• _WHAT THE TASK REQUIRES_
Looking at the entries, say how many lines contain the string "true". Offer nothing besides the number.
Start of RECORDS SHOWN
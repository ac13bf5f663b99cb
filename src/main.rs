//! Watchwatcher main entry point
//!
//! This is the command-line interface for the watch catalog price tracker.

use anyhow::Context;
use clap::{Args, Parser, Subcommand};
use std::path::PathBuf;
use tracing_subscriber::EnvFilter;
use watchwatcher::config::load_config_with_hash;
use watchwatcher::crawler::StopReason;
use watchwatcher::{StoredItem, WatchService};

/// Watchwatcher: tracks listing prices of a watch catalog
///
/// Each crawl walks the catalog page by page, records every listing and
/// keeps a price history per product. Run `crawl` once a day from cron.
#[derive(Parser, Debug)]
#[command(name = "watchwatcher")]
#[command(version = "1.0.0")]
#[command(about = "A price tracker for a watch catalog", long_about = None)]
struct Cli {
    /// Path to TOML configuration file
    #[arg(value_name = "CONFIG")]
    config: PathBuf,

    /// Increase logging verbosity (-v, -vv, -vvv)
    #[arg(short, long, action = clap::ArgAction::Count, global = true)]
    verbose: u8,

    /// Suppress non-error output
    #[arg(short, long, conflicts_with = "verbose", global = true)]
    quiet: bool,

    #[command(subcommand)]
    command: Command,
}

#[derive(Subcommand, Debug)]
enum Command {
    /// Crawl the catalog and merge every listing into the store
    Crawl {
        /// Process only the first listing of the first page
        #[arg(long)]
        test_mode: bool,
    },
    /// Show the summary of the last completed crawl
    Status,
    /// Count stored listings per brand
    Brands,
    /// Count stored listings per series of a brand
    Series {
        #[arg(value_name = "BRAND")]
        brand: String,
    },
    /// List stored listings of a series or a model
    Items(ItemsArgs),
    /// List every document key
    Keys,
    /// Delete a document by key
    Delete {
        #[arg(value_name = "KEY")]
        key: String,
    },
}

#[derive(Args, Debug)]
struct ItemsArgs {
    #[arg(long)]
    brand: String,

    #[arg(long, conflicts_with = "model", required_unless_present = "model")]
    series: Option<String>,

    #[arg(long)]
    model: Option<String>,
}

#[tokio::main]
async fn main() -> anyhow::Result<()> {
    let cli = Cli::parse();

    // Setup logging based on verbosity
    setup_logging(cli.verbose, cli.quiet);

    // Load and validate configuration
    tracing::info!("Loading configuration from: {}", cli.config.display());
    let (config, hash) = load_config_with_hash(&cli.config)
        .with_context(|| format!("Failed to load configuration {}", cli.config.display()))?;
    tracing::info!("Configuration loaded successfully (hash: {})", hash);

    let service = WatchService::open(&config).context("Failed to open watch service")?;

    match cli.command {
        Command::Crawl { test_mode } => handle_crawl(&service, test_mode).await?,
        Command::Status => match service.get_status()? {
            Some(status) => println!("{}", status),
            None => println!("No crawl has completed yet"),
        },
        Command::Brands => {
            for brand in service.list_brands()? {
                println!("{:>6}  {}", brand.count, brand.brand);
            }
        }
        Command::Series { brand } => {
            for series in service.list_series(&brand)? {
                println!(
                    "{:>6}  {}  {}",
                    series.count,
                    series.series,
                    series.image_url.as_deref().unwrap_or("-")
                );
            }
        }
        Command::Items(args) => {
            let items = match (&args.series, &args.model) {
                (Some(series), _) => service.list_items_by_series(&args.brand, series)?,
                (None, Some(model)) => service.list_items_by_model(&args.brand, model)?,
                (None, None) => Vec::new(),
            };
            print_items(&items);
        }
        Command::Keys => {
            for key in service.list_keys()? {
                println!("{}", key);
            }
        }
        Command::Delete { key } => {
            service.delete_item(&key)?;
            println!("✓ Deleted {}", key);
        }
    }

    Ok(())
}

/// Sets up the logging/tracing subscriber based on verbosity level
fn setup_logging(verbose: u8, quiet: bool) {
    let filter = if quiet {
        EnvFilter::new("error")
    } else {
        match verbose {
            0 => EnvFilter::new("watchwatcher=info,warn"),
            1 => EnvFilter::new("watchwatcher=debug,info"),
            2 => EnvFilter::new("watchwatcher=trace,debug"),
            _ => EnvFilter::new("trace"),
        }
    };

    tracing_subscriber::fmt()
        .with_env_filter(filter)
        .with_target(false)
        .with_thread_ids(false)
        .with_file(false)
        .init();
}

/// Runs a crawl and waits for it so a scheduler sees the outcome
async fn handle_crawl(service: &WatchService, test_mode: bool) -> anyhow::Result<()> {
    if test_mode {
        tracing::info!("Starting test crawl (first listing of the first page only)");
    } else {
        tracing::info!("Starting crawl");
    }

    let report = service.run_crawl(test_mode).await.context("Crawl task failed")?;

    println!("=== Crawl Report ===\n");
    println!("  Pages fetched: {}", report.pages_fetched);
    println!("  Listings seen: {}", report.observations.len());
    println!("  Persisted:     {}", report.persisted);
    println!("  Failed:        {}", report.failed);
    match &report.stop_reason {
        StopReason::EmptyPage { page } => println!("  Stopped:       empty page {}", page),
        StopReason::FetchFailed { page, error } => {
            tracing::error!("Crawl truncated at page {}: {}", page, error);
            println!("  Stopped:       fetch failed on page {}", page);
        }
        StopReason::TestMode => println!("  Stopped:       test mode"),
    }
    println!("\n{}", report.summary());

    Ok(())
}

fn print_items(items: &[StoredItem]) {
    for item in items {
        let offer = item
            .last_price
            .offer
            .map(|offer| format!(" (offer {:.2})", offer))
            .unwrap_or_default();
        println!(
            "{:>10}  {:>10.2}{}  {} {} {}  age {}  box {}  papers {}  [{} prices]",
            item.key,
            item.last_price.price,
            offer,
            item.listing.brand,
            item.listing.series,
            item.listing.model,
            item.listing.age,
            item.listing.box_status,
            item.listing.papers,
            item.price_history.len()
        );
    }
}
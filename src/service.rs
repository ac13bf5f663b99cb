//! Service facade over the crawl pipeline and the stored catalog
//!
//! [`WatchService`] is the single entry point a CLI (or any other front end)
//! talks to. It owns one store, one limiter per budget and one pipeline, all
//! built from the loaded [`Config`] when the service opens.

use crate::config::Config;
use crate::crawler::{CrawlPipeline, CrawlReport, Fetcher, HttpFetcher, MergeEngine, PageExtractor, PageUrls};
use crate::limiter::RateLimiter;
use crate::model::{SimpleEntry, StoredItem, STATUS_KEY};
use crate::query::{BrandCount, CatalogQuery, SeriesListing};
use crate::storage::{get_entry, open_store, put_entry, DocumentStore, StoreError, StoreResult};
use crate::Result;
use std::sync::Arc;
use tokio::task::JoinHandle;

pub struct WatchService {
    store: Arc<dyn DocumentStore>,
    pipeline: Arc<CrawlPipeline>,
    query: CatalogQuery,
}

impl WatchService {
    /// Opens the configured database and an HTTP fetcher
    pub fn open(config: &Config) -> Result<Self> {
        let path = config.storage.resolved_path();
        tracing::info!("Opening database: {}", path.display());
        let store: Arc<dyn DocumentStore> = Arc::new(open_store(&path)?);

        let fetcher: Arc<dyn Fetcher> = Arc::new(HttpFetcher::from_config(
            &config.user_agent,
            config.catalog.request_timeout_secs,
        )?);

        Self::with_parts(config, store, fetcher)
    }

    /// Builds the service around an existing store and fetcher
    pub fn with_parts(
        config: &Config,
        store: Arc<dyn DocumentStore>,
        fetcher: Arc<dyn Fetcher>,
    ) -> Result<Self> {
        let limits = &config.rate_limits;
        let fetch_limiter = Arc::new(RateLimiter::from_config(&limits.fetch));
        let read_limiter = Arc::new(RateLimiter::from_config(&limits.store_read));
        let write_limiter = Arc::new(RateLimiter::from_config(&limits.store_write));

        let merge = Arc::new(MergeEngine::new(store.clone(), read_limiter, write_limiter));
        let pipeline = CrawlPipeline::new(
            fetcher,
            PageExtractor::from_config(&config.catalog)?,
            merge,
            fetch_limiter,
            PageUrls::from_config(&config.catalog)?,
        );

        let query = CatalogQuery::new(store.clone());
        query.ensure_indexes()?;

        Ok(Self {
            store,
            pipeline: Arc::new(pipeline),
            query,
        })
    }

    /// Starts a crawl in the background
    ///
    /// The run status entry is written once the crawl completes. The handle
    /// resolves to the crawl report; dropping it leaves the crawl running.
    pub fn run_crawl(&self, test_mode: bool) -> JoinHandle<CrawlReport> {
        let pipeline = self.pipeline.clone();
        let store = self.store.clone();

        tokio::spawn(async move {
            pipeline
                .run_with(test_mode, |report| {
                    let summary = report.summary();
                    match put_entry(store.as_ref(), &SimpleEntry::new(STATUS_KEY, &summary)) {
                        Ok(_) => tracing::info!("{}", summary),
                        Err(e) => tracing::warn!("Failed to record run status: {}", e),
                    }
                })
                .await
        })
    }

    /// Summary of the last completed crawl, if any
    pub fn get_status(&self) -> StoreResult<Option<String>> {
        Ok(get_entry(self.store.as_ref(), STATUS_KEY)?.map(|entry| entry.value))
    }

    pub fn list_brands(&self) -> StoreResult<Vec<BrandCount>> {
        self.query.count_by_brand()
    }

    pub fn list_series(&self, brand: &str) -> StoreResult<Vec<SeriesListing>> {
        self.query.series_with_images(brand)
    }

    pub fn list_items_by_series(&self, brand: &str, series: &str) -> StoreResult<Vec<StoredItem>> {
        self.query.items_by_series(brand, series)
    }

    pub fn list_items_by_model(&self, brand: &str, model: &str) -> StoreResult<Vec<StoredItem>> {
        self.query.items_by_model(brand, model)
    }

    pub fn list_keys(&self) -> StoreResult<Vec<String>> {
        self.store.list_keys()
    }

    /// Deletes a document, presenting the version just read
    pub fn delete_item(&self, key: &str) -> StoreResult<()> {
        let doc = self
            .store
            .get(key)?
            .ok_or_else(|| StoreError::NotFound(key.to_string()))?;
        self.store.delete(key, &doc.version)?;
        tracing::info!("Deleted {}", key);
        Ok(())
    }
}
End of RECORDS SHOWN
• _RESPONSE AREA_
2